Noodle, Shiitake and Miso Soup 
Inspired by Udon with Shiitake Mushrooms and Kale in Miso Broth from Veganomicon by Isa Chandra Moskowitz and Terri Hope Romero
Makes about 6 servings
  • 1 medium onion, sliced
  • 3 cups dried or fresh shiitake mushrooms
  • 1/4 cup dried wakame
  • 3 cloves garlic, minced
  • 1 1/2 teaspoons grated ginger
  • 4 oz / 115 g rice noodles
  • 8 oz / 115 g silken tofu (I used lite)
  • 3 1/3 tablespoons red miso (any other miso will do just fine)
  • 5 cups vegetable broth or soaking liquid from mushrooms and/or wakame
  • 2 teaspoons of soy sauce or more to taste.
  • 1 teaspoon canola oil
  • 1 teaspoon toasted sesame oil
1.  While you prep your ingredients, cook the rice noodles in a large of boiling water for about 3 minutes less than the package suggests. They will cook more once in the soup.

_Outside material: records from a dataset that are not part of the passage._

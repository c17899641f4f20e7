//! HTTP middleware for request ids, metrics and bearer authentication.

use crate::api::auth::verify_bearer;
use crate::api::AppState;
use crate::core::logging::{generate_request_id, REQUEST_ID};
use crate::core::metrics::get_metrics;
use axum::{
    extract::{MatchedPath, Request, State},
    http::HeaderValue,
    middleware::Next,
    response::{IntoResponse, Response},
};
use std::sync::Arc;
use std::time::Instant;

pub const REQUEST_ID_HEADER: &str = "x-request-id";

/// Assign a request id, scope it for the handler and echo it back.
///
/// A caller-provided `x-request-id` is reused so ids can be correlated
/// across hops.
pub async fn request_id_middleware(request: Request, next: Next) -> Response {
    let request_id = request
        .headers()
        .get(REQUEST_ID_HEADER)
        .and_then(|v| v.to_str().ok())
        .map(str::trim)
        .filter(|v| !v.is_empty() && v.len() <= 128)
        .map(str::to_string)
        .unwrap_or_else(generate_request_id);

    let mut response = REQUEST_ID
        .scope(request_id.clone(), next.run(request))
        .await;

    if let Ok(value) = HeaderValue::from_str(&request_id) {
        response.headers_mut().insert(REQUEST_ID_HEADER, value);
    }
    response
}

/// Middleware for tracking request metrics.
pub struct MetricsMiddleware;

impl MetricsMiddleware {
    /// Record count and duration for every request except `/metrics`.
    ///
    /// For streamed responses the duration covers the time until response
    /// headers are produced, not the full relay.
    pub async fn track_metrics(request: Request, next: Next) -> Response {
        let endpoint = request
            .extensions()
            .get::<MatchedPath>()
            .map(|p| p.as_str().to_string())
            .unwrap_or_else(|| "unmatched".to_string());
        let method = request.method().to_string();

        if endpoint == "/metrics" {
            return next.run(request).await;
        }

        let start = Instant::now();
        let response = next.run(request).await;
        let duration = start.elapsed().as_secs_f64();
        let status_code = response.status().as_u16().to_string();

        let metrics = get_metrics();
        metrics
            .request_count
            .with_label_values(&[&method, &endpoint, &status_code])
            .inc();
        metrics
            .request_duration
            .with_label_values(&[&method, &endpoint])
            .observe(duration);

        response
    }
}

/// Reject requests without a configured bearer token.
///
/// Runs before any handler so that no configuration lookup or upstream call
/// happens for unauthenticated callers.
pub async fn bearer_auth_middleware(
    State(state): State<Arc<AppState>>,
    request: Request,
    next: Next,
) -> Response {
    match verify_bearer(request.headers(), &state.tokens) {
        Ok(()) => next.run(request).await,
        Err(e) => e.into_response(),
    }
}
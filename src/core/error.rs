//! Error types and handling for the gateway.
//!
//! Every component returns [`Result`]; the mapping from [`AppError`] to an
//! HTTP status and body happens only in the [`IntoResponse`] implementation.

use axum::{
    http::{header, HeaderValue, StatusCode},
    response::{IntoResponse, Response},
    Json,
};
use serde_json::json;
use thiserror::Error;

pub const ERROR_TYPE_API: &str = "api_error";
pub const ERROR_TYPE_INVALID_REQUEST: &str = "invalid_request_error";
pub const ERROR_TYPE_NOT_FOUND: &str = "not_found_error";
pub const ERROR_TYPE_AUTHENTICATION: &str = "authentication_error";

const GENERIC_INTERNAL_MESSAGE: &str = "Internal server error";

/// Main error type for the application.
#[derive(Error, Debug)]
pub enum AppError {
    /// Inbound body is not a JSON object
    #[error("Invalid request body: {0}")]
    InvalidRequestBody(String),

    /// `model` field is not of the form `provider:model`
    #[error("Model must be in format {{provider_name}}:{{model_name}}, got '{0}'")]
    InvalidRoute(String),

    #[error("Provider {0} not found")]
    ProviderNotFound(String),

    #[error("Model {model} not found for provider {provider}")]
    ModelNotFound { provider: String, model: String },

    #[error("Identifier not found for model {0}")]
    IdentifierMissing(String),

    /// Bearer token absent or not in the configured set
    #[error("Invalid authentication credentials")]
    Unauthorized,

    /// Upstream answered with a non-2xx status
    #[error("Provider error: {body}")]
    Upstream { status: u16, body: String },

    /// Connect refused, timeout, reset or undecodable upstream payload
    #[error("Upstream transport error: {0}")]
    Transport(String),

    #[error("Internal server error: {0}")]
    Internal(String),
}

impl AppError {
    /// Stable machine-readable tag for logs.
    pub fn kind(&self) -> &'static str {
        match self {
            AppError::InvalidRequestBody(_) => "invalid_request_body",
            AppError::InvalidRoute(_) => "invalid_route",
            AppError::ProviderNotFound(_) => "provider_not_found",
            AppError::ModelNotFound { .. } => "model_not_found",
            AppError::IdentifierMissing(_) => "identifier_missing",
            AppError::Unauthorized => "auth_invalid",
            AppError::Upstream { .. } => "upstream_error",
            AppError::Transport(_) => "transport_error",
            AppError::Internal(_) => "internal_error",
        }
    }

    pub fn status(&self) -> StatusCode {
        match self {
            AppError::InvalidRequestBody(_) | AppError::InvalidRoute(_) => StatusCode::BAD_REQUEST,
            AppError::ProviderNotFound(_)
            | AppError::ModelNotFound { .. }
            | AppError::IdentifierMissing(_) => StatusCode::NOT_FOUND,
            AppError::Unauthorized => StatusCode::UNAUTHORIZED,
            AppError::Upstream { status, .. } => {
                StatusCode::from_u16(*status).unwrap_or(StatusCode::BAD_GATEWAY)
            }
            AppError::Transport(_) | AppError::Internal(_) => StatusCode::INTERNAL_SERVER_ERROR,
        }
    }

    fn error_type(&self) -> &'static str {
        match self {
            AppError::InvalidRequestBody(_) | AppError::InvalidRoute(_) => {
                ERROR_TYPE_INVALID_REQUEST
            }
            AppError::ProviderNotFound(_)
            | AppError::ModelNotFound { .. }
            | AppError::IdentifierMissing(_) => ERROR_TYPE_NOT_FOUND,
            AppError::Unauthorized => ERROR_TYPE_AUTHENTICATION,
            AppError::Upstream { .. } | AppError::Transport(_) | AppError::Internal(_) => {
                ERROR_TYPE_API
            }
        }
    }
}

impl From<reqwest::Error> for AppError {
    fn from(e: reqwest::Error) -> Self {
        let cause = if e.is_timeout() {
            format!("timeout: {}", e)
        } else if e.is_connect() {
            format!("connect: {}", e)
        } else {
            e.to_string()
        };
        AppError::Transport(cause)
    }
}

impl IntoResponse for AppError {
    fn into_response(self) -> Response {
        let status = self.status();

        // Internal causes are logged, never exposed to the caller.
        let message = match &self {
            AppError::Transport(cause) | AppError::Internal(cause) => {
                tracing::error!(kind = self.kind(), cause = %cause, "Request failed");
                GENERIC_INTERNAL_MESSAGE.to_string()
            }
            _ => self.to_string(),
        };

        let body = Json(json!({
            "error": {
                "message": message,
                "type": self.error_type(),
                "code": status.as_u16()
            }
        }));

        let mut response = (status, body).into_response();
        if matches!(self, AppError::Unauthorized) {
            response
                .headers_mut()
                .insert(header::WWW_AUTHENTICATE, HeaderValue::from_static("Bearer"));
        }
        response
    }
}

/// Convenience type alias for Results using [`AppError`].
pub type Result<T> = std::result::Result<T, AppError>;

2.  While the noodles are cooking, cover your mushrooms (if using dry ones) in water and soak them until they're soft. Since my dried shiitakes were already sliced I only soaked them for about 2 minutes. In a separate bowl, soak the wakame in at least 4 cups of water until it's soft, about 4 minutes. Drain both the mushrooms and the wakame, reserving the soaking liquid for the if you're not using veggie broth. Set the wakame aside. If you're mushrooms aren't already sliced, slice them and set them aside.
3.  Once the noodles are cooked, drain them and rinse them in cold water.
4.  Wipe the pot you used to cook the noodles dry. Heat the oils in it over medium heat. Add the onions and cook until they start to soften, around 3 minutes. Add the garlic and ginger and cook for another 2-3 minutes or until fragrant. Squeeze some of the liquid out of the mushrooms and add them to the pot. Cook them until they're warmed through and slightly soft, about 3-5 minutes.
5.  Add the broth or the reserved soaking liquid, bring the soup to a boil and then reduce it to a simmer. Put about 1 cup of the hot broth in a bowl or cup and dissolve the miso in it. Pour the liquid back into the pot with the soy sauce.
6.  Add the tofu, wakame, and noodles. Stir to distribute all the ingredients evenly and simmer for another 2 minutes. Taste, adjust seasonings and serve.